*Prompt*
Every line of the material must be reproduced exactly.

*Given information*
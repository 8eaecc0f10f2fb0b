use crate::ids::parse_condition_id;
use crate::model::{Confidence, EnrichedTrade, PriceObservation};
use rust_decimal::Decimal;
use std::collections::HashMap;

#[derive(Debug, Clone, Copy, PartialEq)]
struct Mark {
    /// (unix seconds, block) of the observation; later wins.
    at: (i64, u64),
    price: Decimal,
}

/// Latest observed price per (condition, outcome).
#[derive(Debug, Clone, Default)]
pub struct PriceBook {
    latest: HashMap<(String, u8), Mark>,
}

impl PriceBook {
    /// Marks from valid, paired fills plus external price observations.
    pub fn build(trades: &[EnrichedTrade], observations: &[PriceObservation]) -> Self {
        let mut book = PriceBook::default();
        for t in trades {
            let t = &t.trade;
            if !t.is_nettable() || t.confidence == Confidence::Low || t.price <= Decimal::ZERO {
                continue;
            }
            let at = (t.block_timestamp.unwrap_or(i64::MIN), t.block_number);
            book.observe(&t.condition_id, t.outcome_index, at, t.price);
        }
        for o in observations {
            let Ok(condition_id) = parse_condition_id(&o.condition_id) else {
                continue;
            };
            if o.price < Decimal::ZERO || o.price > Decimal::ONE {
                continue;
            }
            book.observe(&condition_id, o.outcome_index, (o.observed_at, 0), o.price);
        }
        book
    }

    fn observe(&mut self, condition_id: &str, outcome: u8, at: (i64, u64), price: Decimal) {
        let mark = Mark { at, price };
        self.latest
            .entry((condition_id.to_string(), outcome))
            .and_modify(|m| {
                if at >= m.at {
                    *m = mark;
                }
            })
            .or_insert(mark);
    }

    /// Latest price for the outcome, or the complement of the other binary
    /// outcome's latest price.
    pub fn price(&self, condition_id: &str, outcome: u8) -> Option<Decimal> {
        if let Some(m) = self.latest.get(&(condition_id.to_string(), outcome)) {
            return Some(m.price);
        }
        if outcome > 1 {
            return None;
        }
        self.latest
            .get(&(condition_id.to_string(), 1 - outcome))
            .map(|m| Decimal::ONE - m.price)
    }

    pub fn len(&self) -> usize {
        self.latest.len()
    }

    pub fn is_empty(&self) -> bool {
        self.latest.is_empty()
    }
}

#[cfg(test)]
mod tests {
    use super::*;
    use rust_decimal_macros::dec;

    fn obs(outcome: u8, price: Decimal, at: i64) -> PriceObservation {
        PriceObservation {
            condition_id: format!("0x{}", "A".repeat(64)),
            outcome_index: outcome,
            price,
            observed_at: at,
        }
    }

    #[test]
    fn newest_observation_wins() {
        let book = PriceBook::build(&[], &[obs(0, dec!(0.61), 20), obs(0, dec!(0.40), 10)]);
        assert_eq!(book.price(&"a".repeat(64), 0), Some(dec!(0.61)));
    }

    #[test]
    fn missing_outcome_uses_complement() {
        let book = PriceBook::build(&[], &[obs(1, dec!(0.3), 1)]);
        assert_eq!(book.price(&"a".repeat(64), 0), Some(dec!(0.7)));
        assert_eq!(book.price(&"b".repeat(64), 0), None);
    }

    #[test]
    fn out_of_range_observations_are_ignored() {
        let book = PriceBook::build(&[], &[obs(0, dec!(1.5), 1)]);
        assert!(book.is_empty());
    }
}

*Solved problem*
repository 8eaecc0f10f2fb0b
use crate::ids::parse_condition_id;
use crate::model::{Confidence, EnrichedTrade, PriceObservation};
use rust_decimal::Decimal;
use std::collections::HashMap;

#[derive(Debug, Clone, Copy, PartialEq)]
struct Mark {
    /// (unix seconds, block) of the observation; later wins.
    at: (i64, u64),
    price: Decimal,
}

/// Latest observed price per (condition, outcome).
#[derive(Debug, Clone, Default)]
pub struct PriceBook {
    latest: HashMap<(String, u8), Mark>,
}

impl PriceBook {
    /// Marks from valid, paired fills plus external price observations.
    pub fn build(trades: &[EnrichedTrade], observations: &[PriceObservation]) -> Self {
        let mut book = PriceBook::default();
        for t in trades {
            let t = &t.trade;
            if !t.is_nettable() || t.confidence == Confidence::Low || t.price <= Decimal::ZERO {
                continue;
            }
            let at = (t.block_timestamp.unwrap_or(i64::MIN), t.block_number);
            book.observe(&t.condition_id, t.outcome_index, at, t.price);
        }
        for o in observations {
            let Ok(condition_id) = parse_condition_id(&o.condition_id) else {
                continue;
            };
            if o.price < Decimal::ZERO || o.price > Decimal::ONE {
                continue;
            }
            book.observe(&condition_id, o.outcome_index, (o.observed_at, 0), o.price);
        }
        book
    }

    fn observe(&mut self, condition_id: &str, outcome: u8, at: (i64, u64), price: Decimal) {
        let mark = Mark { at, price };
        self.latest
            .entry((condition_id.to_string(), outcome))
            .and_modify(|m| {
                if at >= m.at {
                    *m = mark;
                }
            })
            .or_insert(mark);
    }

    /// Latest price for the outcome, or the complement of the other binary
    /// outcome's latest price.
    pub fn price(&self, condition_id: &str, outcome: u8) -> Option<Decimal> {
        if let Some(m) = self.latest.get(&(condition_id.to_string(), outcome)) {
            return Some(m.price);
        }
        if outcome > 1 {
            return None;
        }
        self.latest
            .get(&(condition_id.to_string(), 1 - outcome))
            .map(|m| Decimal::ONE - m.price)
    }

    pub fn len(&self) -> usize {
        self.latest.len()
    }

    pub fn is_empty(&self) -> bool {
        self.latest.is_empty()
    }
}

#[cfg(test)]
mod tests {
    use super::*;
    use rust_decimal_macros::dec;

    fn obs(outcome: u8, price: Decimal, at: i64) -> PriceObservation {
        PriceObservation {
            condition_id: format!("0x{}", "A".repeat(64)),
            outcome_index: outcome,
            price,
            observed_at: at,
        }
    }

    #[test]
    fn newest_observation_wins() {
        let book = PriceBook::build(&[], &[obs(0, dec!(0.61), 20), obs(0, dec!(0.40), 10)]);
        assert_eq!(book.price(&"a".repeat(64), 0), Some(dec!(0.61)));
    }

    #[test]
    fn missing_outcome_uses_complement() {
        let book = PriceBook::build(&[], &[obs(1, dec!(0.3), 1)]);
        assert_eq!(book.price(&"a".repeat(64), 0), Some(dec!(0.7)));
        assert_eq!(book.price(&"b".repeat(64), 0), None);
    }

    #[test]
    fn out_of_range_observations_are_ignored() {
        let book = PriceBook::build(&[], &[obs(0, dec!(1.5), 1)]);
        assert!(book.is_empty());
    }
}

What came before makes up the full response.